Data for this exercise: Begin

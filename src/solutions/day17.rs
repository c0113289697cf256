use std::cmp::Reverse;
use std::collections::{BinaryHeap, HashMap};
use std::ops::RangeInclusive;

use advent_framework::grid::{Direction, Grid, Position};
use advent_framework::runner::solution_runner;
use advent_framework::{DynamicResult, ParseData, PartOne, PartTwo, Solution};
use thiserror::Error;

use crate::arithmetic::Overflow;

#[solution_runner(
    name = "Day 17: Clumsy Crucible",
    parsed = City,
    part_one = Day17,
    part_two = Day17
)]
impl super::AdventOfCode2023<17> {}

/*
The city is a grid of digits, each the heat lost when a crucible moves into that block. The crucible
starts in the top left block and must reach the bottom right one. It cannot reverse, and it can only
go so far in a straight line before it has to turn. The heat of the starting block is not lost.
*/

#[derive(Error, Debug)]
enum Day17Error {
    #[error("no path found from the top left to the bottom right block")]
    NoPathFound,
}

/// Movement rules of a crucible.
#[derive(Debug, Clone, Copy, PartialEq, Eq)]
enum Crucible {
    /// At most 3 blocks in a straight line.
    Simple,
    /// At least 4 and at most 10 blocks in a straight line before turning or stopping.
    Ultra,
}

impl Crucible {
    /// How far a single move goes in a straight line.
    fn moves(self) -> RangeInclusive<u8> {
        match self {
            Self::Simple => 1..=1,
            Self::Ultra => 4..=10,
        }
    }

    fn max_run(self) -> u8 {
        match self {
            Self::Simple => 3,
            Self::Ultra => 10,
        }
    }
}

#[derive(Debug, Clone, Copy, PartialEq, Eq, PartialOrd, Ord, Hash)]
struct State {
    position: Position,
    /// Direction of the last move; `None` only at the start.
    heading: Option<Direction>,
    /// Blocks moved in a straight line along `heading`.
    run: u8,
}

#[derive(Debug)]
struct City(Grid<u8>);

impl ParseData for City {
    fn parse(input: &str) -> DynamicResult<Self> {
        Ok(Self(Grid::from_digits(input)?))
    }
}

impl City {
    /// Least heat lost getting a crucible from the top left to the bottom right block.
    ///
    /// Dijkstra's search over states of position, heading and run length, since the same block
    /// can be worth revisiting with a different run behind it.
    fn min_heat_loss(&self, crucible: Crucible) -> DynamicResult<u32> {
        let destination = Position::new(self.0.height() - 1, self.0.width() - 1);
        let start = State {
            position: Position::new(0, 0),
            heading: None,
            run: 0,
        };
        let moves = crucible.moves();

        let mut best = HashMap::from([(start, 0u32)]);
        let mut frontier = BinaryHeap::from([Reverse((0u32, start))]);

        while let Some(Reverse((heat_loss, state))) = frontier.pop() {
            if state.position == destination {
                return Ok(heat_loss);
            }
            if best.get(&state).is_some_and(|&known| heat_loss > known) {
                continue;
            }

            for direction in Direction::ALL {
                if state
                    .heading
                    .is_some_and(|heading| heading.is_opposite(direction))
                {
                    continue;
                }

                let mut position = state.position;
                let mut next_loss = heat_loss;
                for distance in 1..=*moves.end() {
                    let Some(next) = self.0.step(position, direction) else {
                        break;
                    };
                    position = next;
                    next_loss = next_loss
                        .checked_add(u32::from(*self.0.at(position)?))
                        .ok_or(Overflow("heat loss"))?;
                    if distance < *moves.start() {
                        continue;
                    }

                    let run = if state.heading == Some(direction) {
                        state.run + distance
                    } else {
                        distance
                    };
                    if run > crucible.max_run() {
                        break;
                    }

                    let next_state = State {
                        position,
                        heading: Some(direction),
                        run,
                    };
                    if best.get(&next_state).is_none_or(|&known| next_loss < known) {
                        best.insert(next_state, next_loss);
                        frontier.push(Reverse((next_loss, next_state)));
                    }
                }
            }
        }

        Err(Day17Error::NoPathFound.into())
    }
}

struct Day17;

impl Solution<PartOne> for Day17 {
    type Input = City;
    type Output = u32;

    fn solve(input: &Self::Input) -> DynamicResult<Self::Output> {
        input.min_heat_loss(Crucible::Simple)
    }
}

/*
Part 2 uses ultra crucibles, which need to move at least 4 blocks straight before they can turn or
stop at the destination, and can go up to 10.
*/

impl Solution<PartTwo> for Day17 {
    type Input = City;
    type Output = u32;

    fn solve(input: &Self::Input) -> DynamicResult<Self::Output> {
        input.min_heat_loss(Crucible::Ultra)
    }
}

#[cfg(test)]
mod tests {
    use rstest::rstest;

    use super::*;

    const EXAMPLE_INPUT: &str = "2413432311323
3215453535623
3255245654254
3446585845452
4546657867536
1438598798454
4457876987766
3637877979653
4654967986887
4564679986453
1224686865563
2546548887735
4322674655533
";

    #[test]
    fn part_one_solves_example() -> DynamicResult<()> {
        let city = City::parse(EXAMPLE_INPUT)?;
        assert_eq!(<Day17 as Solution<PartOne>>::solve(&city)?, 102);
        Ok(())
    }

    #[test]
    fn part_two_solves_example() -> DynamicResult<()> {
        let city = City::parse(EXAMPLE_INPUT)?;
        assert_eq!(<Day17 as Solution<PartTwo>>::solve(&city)?, 94);
        Ok(())
    }

    #[rstest]
    #[case("311111\n259251\n749221\n", Crucible::Simple, 10)]
    #[case(
        "111111111111\n999999999991\n999999999991\n999999999991\n999999999991\n",
        Crucible::Ultra,
        71
    )]
    #[case("7\n", Crucible::Simple, 0)]
    #[case("7\n", Crucible::Ultra, 0)]
    fn small_cities(
        #[case] input: &str,
        #[case] crucible: Crucible,
        #[case] expected: u32,
    ) -> DynamicResult<()> {
        let city = City::parse(input)?;
        assert_eq!(city.min_heat_loss(crucible)?, expected);
        Ok(())
    }

    #[rstest]
    #[case(Crucible::Simple)]
    #[case(Crucible::Ultra)]
    fn repeated_searches_agree(#[case] crucible: Crucible) -> DynamicResult<()> {
        let city = City::parse(EXAMPLE_INPUT)?;
        assert_eq!(city.min_heat_loss(crucible)?, city.min_heat_loss(crucible)?);
        Ok(())
    }

    #[test]
    fn crucible_never_reverses() -> DynamicResult<()> {
        // turning back after three blocks would reach the end through the cheap row for 15
        let city = City::parse("11111\n99999\n")?;
        assert_eq!(city.min_heat_loss(Crucible::Simple)?, 21);

        // a single row leaves no way to break a run of four without reversing
        let city = City::parse("11111\n")?;
        let error = city.min_heat_loss(Crucible::Simple).unwrap_err();
        assert!(matches!(
            error.downcast_ref::<Day17Error>(),
            Some(Day17Error::NoPathFound)
        ));
        Ok(())
    }

    #[test]
    fn ultra_cannot_cross_a_small_city() -> DynamicResult<()> {
        let city = City::parse("12\n34\n")?;
        let error = city.min_heat_loss(Crucible::Ultra).unwrap_err();
        assert!(matches!(
            error.downcast_ref::<Day17Error>(),
            Some(Day17Error::NoPathFound)
        ));
        assert_eq!(city.min_heat_loss(Crucible::Simple)?, 6);
        Ok(())
    }

    #[test]
    fn ragged_city_is_rejected() {
        assert!(City::parse("123\n45\n").is_err());
    }
}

Data for this exercise: End

## What you need to do:
I need every line of the data that has the word "DynamicResult"; please list them.

## Response for this exercise:
use advent_framework::{DynamicResult, ParseData, PartOne, PartTwo, Solution};
    fn parse(input: &str) -> DynamicResult<Self> {
    fn min_heat_loss(&self, crucible: Crucible) -> DynamicResult<u32> {
    fn solve(input: &Self::Input) -> DynamicResult<Self::Output> {
    fn solve(input: &Self::Input) -> DynamicResult<Self::Output> {
    fn part_one_solves_example() -> DynamicResult<()> {
    fn part_two_solves_example() -> DynamicResult<()> {
    ) -> DynamicResult<()> {
    fn repeated_searches_agree(#[case] crucible: Crucible) -> DynamicResult<()> {
    fn crucible_never_reverses() -> DynamicResult<()> {
    fn ultra_cannot_cross_a_small_city() -> DynamicResult<()> {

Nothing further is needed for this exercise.